We see Powder River Basin serving new power plants being completed and benefiting from anticipated regional shifts to the new environmental rules. It also will substitute for declining Appalachian and lignite coal and move to the seaborne market through the West and Gulf Coast. Illinois Basin coal is also expected to increase based on greater scrubber installation, backfilling for Appalachia coals and increased Gulf Coast export demand. Peabody continues to advance high-value U.S. projects, including the extension at Gateway and Twentymile, progression of Bear Run to full production and commercial and permitting development of West Coast port access.

Now moving to Australia, we continue to target greatly expanded volumes this year. We sold 8 million tons of coal in Australia in 2005, triple that number in 2011, and are targeting a 30% to 40% increase in volumes this year. We're targeting metallurgical coal sales of 14 million to 15 million tons. And our products are closer to the port, closer to the end market and have a better quality than that of most U.S. producers. We also expect to increase Australian thermal coal exports to 12 million to 13 million tons this year. In Australia, we're targeting higher shipments from the second quarter and remainder of the year as we benefit from expansions and improvement in our newly acquired operations.

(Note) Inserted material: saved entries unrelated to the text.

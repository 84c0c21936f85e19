//! Privacy policy repository.

use std::sync::Arc;

use crate::entities::{PrivacyPolicy, privacy_policy};
use arcana_common::{AppError, AppResult};
use sea_orm::sea_query::Expr;
use sea_orm::{
    ActiveModelTrait, ColumnTrait, DatabaseConnection, EntityTrait, QueryFilter, QueryOrder,
};

/// Privacy policy repository for database operations.
#[derive(Clone)]
pub struct PrivacyPolicyRepository {
    db: Arc<DatabaseConnection>,
}

impl PrivacyPolicyRepository {
    /// Create a new privacy policy repository.
    #[must_use]
    pub const fn new(db: Arc<DatabaseConnection>) -> Self {
        Self { db }
    }

    /// Get the currently active policy, if any.
    pub async fn find_active(&self) -> AppResult<Option<privacy_policy::Model>> {
        PrivacyPolicy::find()
            .filter(privacy_policy::Column::IsActive.eq(true))
            .order_by_desc(privacy_policy::Column::UpdatedAt)
            .one(self.db.as_ref())
            .await
            .map_err(|e| AppError::Database(e.to_string()))
    }

    /// Create a new policy.
    pub async fn create(
        &self,
        model: privacy_policy::ActiveModel,
    ) -> AppResult<privacy_policy::Model> {
        model
            .insert(self.db.as_ref())
            .await
            .map_err(|e| AppError::Database(e.to_string()))
    }

    /// Deactivate every policy (called before activating a replacement).
    pub async fn deactivate_all(&self) -> AppResult<()> {
        PrivacyPolicy::update_many()
            .col_expr(privacy_policy::Column::IsActive, Expr::value(false))
            .filter(privacy_policy::Column::IsActive.eq(true))
            .exec(self.db.as_ref())
            .await
            .map_err(|e| AppError::Database(e.to_string()))?;
        Ok(())
    }
}
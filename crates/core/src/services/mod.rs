//! Business logic services.

#![allow(missing_docs)]

pub mod comment;
pub mod email;
pub mod favourite;
pub mod moderation;
pub mod notification;
pub mod post;
pub mod privacy_policy;
pub mod rating;
pub mod user;
pub mod user_story;

pub use comment::{CommentNode, CommentService, CreateCommentInput, UpdateCommentInput};
pub use email::EmailService;
pub use favourite::FavouriteService;
pub use moderation::{ModerationService, RecomputeReport};
pub use notification::NotificationService;
pub use post::{CreatePostInput, PostListPage, PostService, UpdatePostInput};
pub use privacy_policy::{PrivacyPolicyService, PublishPolicyInput};
pub use rating::RatingService;
pub use user::{
    ChangePasswordInput, CreateUserInput, UpdateUserInput, UserService,
};
pub use user_story::{RecordStoryInput, UserStoryService};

As the year proceeds, we expect higher shipments from our Wilpinjong and Millennium mines as they ramp up from expansions and start first coal in late 2011, while the Burton Mine extension targets additional coal in the fourth quarter of 2012. Our integration of newly acquired operations is on track. We've increased capacity for overburden removal at Coppabella, improved equipment utilization at the new mines and shipped our first coal through Abbot Point from the Middlemount joint venture. Also in Australia, last week, our North Goonyella employees overwhelmingly approved a new 3-year labor agreement by a 5:1 margin. All of this is aimed at continuing to increase Australia's earnings contributions, which was half of Peabody's total in 2011. Now these activities are consistent with Peabody's key focus areas for 2012: driving operational excellence, integrating newly acquired mines and projects into our Australian platform, advancing our organic growth portfolio and strengthening our balance sheet.

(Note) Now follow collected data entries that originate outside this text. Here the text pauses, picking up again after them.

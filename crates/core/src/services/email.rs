//! Email delivery over SMTP.

use arcana_common::{config::EmailConfig, AppError, AppResult};
use lettre::{
    message::{header::ContentType, Mailbox},
    transport::smtp::authentication::Credentials,
    AsyncSmtpTransport, AsyncTransport, Message, Tokio1Executor,
};
use tracing::{debug, info};

/// Email service.
///
/// When the service is disabled in configuration, sends become no-ops so
/// the account flows keep working in development setups without SMTP.
#[derive(Clone)]
pub struct EmailService {
    transport: Option<AsyncSmtpTransport<Tokio1Executor>>,
    from_address: String,
    frontend_url: String,
}

impl EmailService {
    /// Create an email service from configuration.
    pub fn new(config: &EmailConfig, frontend_url: &str) -> AppResult<Self> {
        if !config.enabled {
            return Ok(Self::disabled(frontend_url));
        }

        let mut builder = AsyncSmtpTransport::<Tokio1Executor>::relay(&config.smtp_host)
            .map_err(|e| AppError::Email(e.to_string()))?
            .port(config.smtp_port);

        if let (Some(username), Some(password)) = (&config.smtp_username, &config.smtp_password) {
            builder = builder.credentials(Credentials::new(username.clone(), password.clone()));
        }

        Ok(Self {
            transport: Some(builder.build()),
            from_address: config.from_address.clone(),
            frontend_url: frontend_url.trim_end_matches('/').to_string(),
        })
    }

    /// Create a disabled email service.
    #[must_use]
    pub fn disabled(frontend_url: &str) -> Self {
        Self {
            transport: None,
            from_address: String::new(),
            frontend_url: frontend_url.trim_end_matches('/').to_string(),
        }
    }

    /// Whether email delivery is configured.
    #[must_use]
    pub const fn is_enabled(&self) -> bool {
        self.transport.is_some()
    }

    /// Send a plain-text email.
    pub async fn send(&self, to: &str, subject: &str, body: &str) -> AppResult<()> {
        let Some(transport) = &self.transport else {
            debug!(to, subject, "Email delivery disabled, skipping send");
            return Ok(());
        };

        let from: Mailbox = self
            .from_address
            .parse()
            .map_err(|e| AppError::Email(format!("Invalid from address: {e}")))?;
        let to_mailbox: Mailbox = to
            .parse()
            .map_err(|e| AppError::Email(format!("Invalid recipient address: {e}")))?;

        let message = Message::builder()
            .from(from)
            .to(to_mailbox)
            .subject(subject)
            .header(ContentType::TEXT_PLAIN)
            .body(body.to_string())
            .map_err(|e| AppError::Email(e.to_string()))?;

        transport
            .send(message)
            .await
            .map_err(|e| AppError::Email(e.to_string()))?;

        info!(to, subject, "Sent email");
        Ok(())
    }

    /// Send the email address verification message.
    pub async fn send_verification(&self, to: &str, token: &str) -> AppResult<()> {
        let link = format!("{}/verify-email?token={token}", self.frontend_url);
        let body = format!(
            "Welcome to Arcana!\n\n\
            Please confirm your email address by opening the link below:\n\n\
            {link}\n\n\
            If you did not create an account, you can ignore this message.\n"
        );
        self.send(to, "Confirm your email address", &body).await
    }

    /// Send the password reset message.
    pub async fn send_password_reset(&self, to: &str, token: &str) -> AppResult<()> {
        let link = format!("{}/reset-password?token={token}", self.frontend_url);
        let body = format!(
            "A password reset was requested for your Arcana account.\n\n\
            Open the link below to choose a new password:\n\n\
            {link}\n\n\
            The link expires in 24 hours. If you did not request a reset,\n\
            you can ignore this message.\n"
        );
        self.send(to, "Reset your password", &body).await
    }
}

#[cfg(test)]
#[allow(clippy::unwrap_used)]
mod tests {
    use super::*;

    #[test]
    fn test_disabled_service() {
        let service = EmailService::disabled("https://arcana.example/");
        assert!(!service.is_enabled());
    }

    #[tokio::test]
    async fn test_disabled_send_is_noop() {
        let service = EmailService::disabled("https://arcana.example");
        let result = service.send("user@example.com", "Subject", "Body").await;
        assert!(result.is_ok());
    }

    #[test]
    fn test_disabled_config_builds_disabled_service() {
        let config = EmailConfig {
            enabled: false,
            smtp_host: String::new(),
            smtp_port: 587,
            smtp_username: None,
            smtp_password: None,
            from_address: String::new(),
        };
        let service = EmailService::new(&config, "https://arcana.example").unwrap();
        assert!(!service.is_enabled());
    }
}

So that's a brief look at our first quarter results, market conditions, Peabody positioning and key priorities. And with that, operator, we would be pleased to take questions at this time.

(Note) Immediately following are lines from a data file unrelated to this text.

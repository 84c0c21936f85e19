//! Test utilities for database operations.
//!
//! Provides helpers for setting up and tearing down test databases.

use sea_orm::{ConnectionTrait, Database, DatabaseBackend, DatabaseConnection, DbErr, Statement};
use tracing::info;

/// Test database configuration.
#[derive(Debug, Clone)]
pub struct TestDbConfig {
    /// Database host.
    pub host: String,
    /// Database port.
    pub port: u16,
    /// Database username.
    pub username: String,
    /// Database password.
    pub password: String,
    /// Database name.
    pub database: String,
}

impl Default for TestDbConfig {
    fn default() -> Self {
        Self {
            host: std::env::var("TEST_DB_HOST").unwrap_or_else(|_| "localhost".to_string()),
            port: std::env::var("TEST_DB_PORT")
                .ok()
                .and_then(|p| p.parse().ok())
                .unwrap_or(5433),
            username: std::env::var("TEST_DB_USER").unwrap_or_else(|_| "arcana_test".to_string()),
            password: std::env::var("TEST_DB_PASSWORD")
                .unwrap_or_else(|_| "arcana_test".to_string()),
            database: std::env::var("TEST_DB_NAME").unwrap_or_else(|_| "arcana_test".to_string()),
        }
    }
}

impl TestDbConfig {
    /// Get the database URL.
    #[must_use]
    pub fn database_url(&self) -> String {
        format!(
            "postgres://{}:{}@{}:{}/{}",
            self.username, self.password, self.host, self.port, self.database
        )
    }

    /// Get URL for connecting to the postgres database (for creating test DBs).
    #[must_use]
    pub fn postgres_url(&self) -> String {
        format!(
            "postgres://{}:{}@{}:{}/postgres",
            self.username, self.password, self.host, self.port
        )
    }
}

/// A test database context that manages the lifecycle of a test database.
pub struct TestDatabase {
    /// Database connection.
    pub conn: DatabaseConnection,
    /// Database configuration.
    pub config: TestDbConfig,
    #[allow(dead_code)]
    cleanup_on_drop: bool,
}

impl TestDatabase {
    /// Connect to the default test database.
    pub async fn new() -> Result<Self, DbErr> {
        let config = TestDbConfig::default();
        Self::with_config(config).await
    }

    /// Connect with custom configuration.
    pub async fn with_config(config: TestDbConfig) -> Result<Self, DbErr> {
        let conn = Database::connect(&config.database_url()).await?;

        info!(database = %config.database, "Connected to test database");

        Ok(Self {
            conn,
            config,
            cleanup_on_drop: false,
        })
    }

    /// Create a uniquely named test database (for parallel tests).
    pub async fn create_unique() -> Result<Self, DbErr> {
        let mut config = TestDbConfig::default();
        let unique_suffix = uuid::Uuid::new_v4().to_string().replace('-', "_");
        config.database = format!("arcana_test_{}", &unique_suffix[..8]);

        let postgres_conn = Database::connect(&config.postgres_url()).await?;

        let create_db = format!("CREATE DATABASE \"{}\"", config.database);
        postgres_conn
            .execute(Statement::from_string(DatabaseBackend::Postgres, create_db))
            .await?;

        postgres_conn.close().await?;

        let conn = Database::connect(&config.database_url()).await?;

        info!(database = %config.database, "Created unique test database");

        Ok(Self {
            conn,
            config,
            cleanup_on_drop: true,
        })
    }

    /// Get the database connection.
    #[must_use]
    pub const fn connection(&self) -> &DatabaseConnection {
        &self.conn
    }

    /// Truncate all tables in the test database.
    pub async fn cleanup(&self) -> Result<(), DbErr> {
        let tables = self
            .conn
            .query_all(Statement::from_string(
                DatabaseBackend::Postgres,
                "SELECT tablename FROM pg_tables WHERE schemaname = 'public'".to_string(),
            ))
            .await?;

        for row in tables {
            if let Ok(table_name) = row.try_get::<String>("", "tablename") {
                // Skip migration table
                if table_name == "seaql_migrations" {
                    continue;
                }

                let truncate = format!("TRUNCATE TABLE \"{table_name}\" CASCADE");
                self.conn
                    .execute(Statement::from_string(DatabaseBackend::Postgres, truncate))
                    .await?;
            }
        }

        info!("Cleaned up test database");
        Ok(())
    }

    /// Drop the test database (for unique databases).
    /// Consumes self because it needs to close the connection.
    pub async fn drop_database(self) -> Result<(), DbErr> {
        self.conn.close().await?;

        let postgres_conn = Database::connect(&self.config.postgres_url()).await?;

        let terminate = format!(
            "SELECT pg_terminate_backend(pid) FROM pg_stat_activity WHERE datname = '{}'",
            self.config.database
        );
        postgres_conn
            .execute(Statement::from_string(DatabaseBackend::Postgres, terminate))
            .await
            .ok();

        let drop_db = format!("DROP DATABASE IF EXISTS \"{}\"", self.config.database);
        postgres_conn
            .execute(Statement::from_string(DatabaseBackend::Postgres, drop_db))
            .await?;

        postgres_conn.close().await?;

        info!(database = %self.config.database, "Dropped test database");
        Ok(())
    }

    /// Run a test with automatic cleanup.
    pub async fn run_test<F, Fut, T>(f: F) -> Result<T, DbErr>
    where
        F: for<'a> FnOnce(&'a Self) -> Fut,
        Fut: std::future::Future<Output = Result<T, DbErr>>,
    {
        let db = Self::new().await?;
        let result = f(&db).await;
        db.cleanup().await?;
        result
    }
}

Question-and-Answer Session

Operator

[Operator Instructions] First, from the line of Michael Dudas with Sterne Agee.

Michael S. Dudas - Sterne Agee & Leach Inc., Research Division

Greg, to maybe expound on your comment about the first quarter issues regarding global metallurgical coal production, do you see a lot of those attributes continuing as we move through 2012? And does the market maybe not pay as much attention to that as it should given the production issues we've had in this sector over the past few years?

Gregory H. Boyce

Yes, thanks for the question, Michael. And premise, I -- we would agree with. I think we too often look at what nameplate capacity of installed production is as we look at our supply and demand balances, and we don't really take into account what effective capacity is, which is always impacted by transportation, poor weather, geologic issues, it is a mining business and a natural resource business, and, as we're seeing unfolding in Australia right now with BMA, labor issues. So you can go over the last 3 or 4 years across the globe and the effective annualized metallurgical coal capacity is always lower than nameplate capacity, which provides a shortness in the market, which has been there and we project will be there for the foreseeable future.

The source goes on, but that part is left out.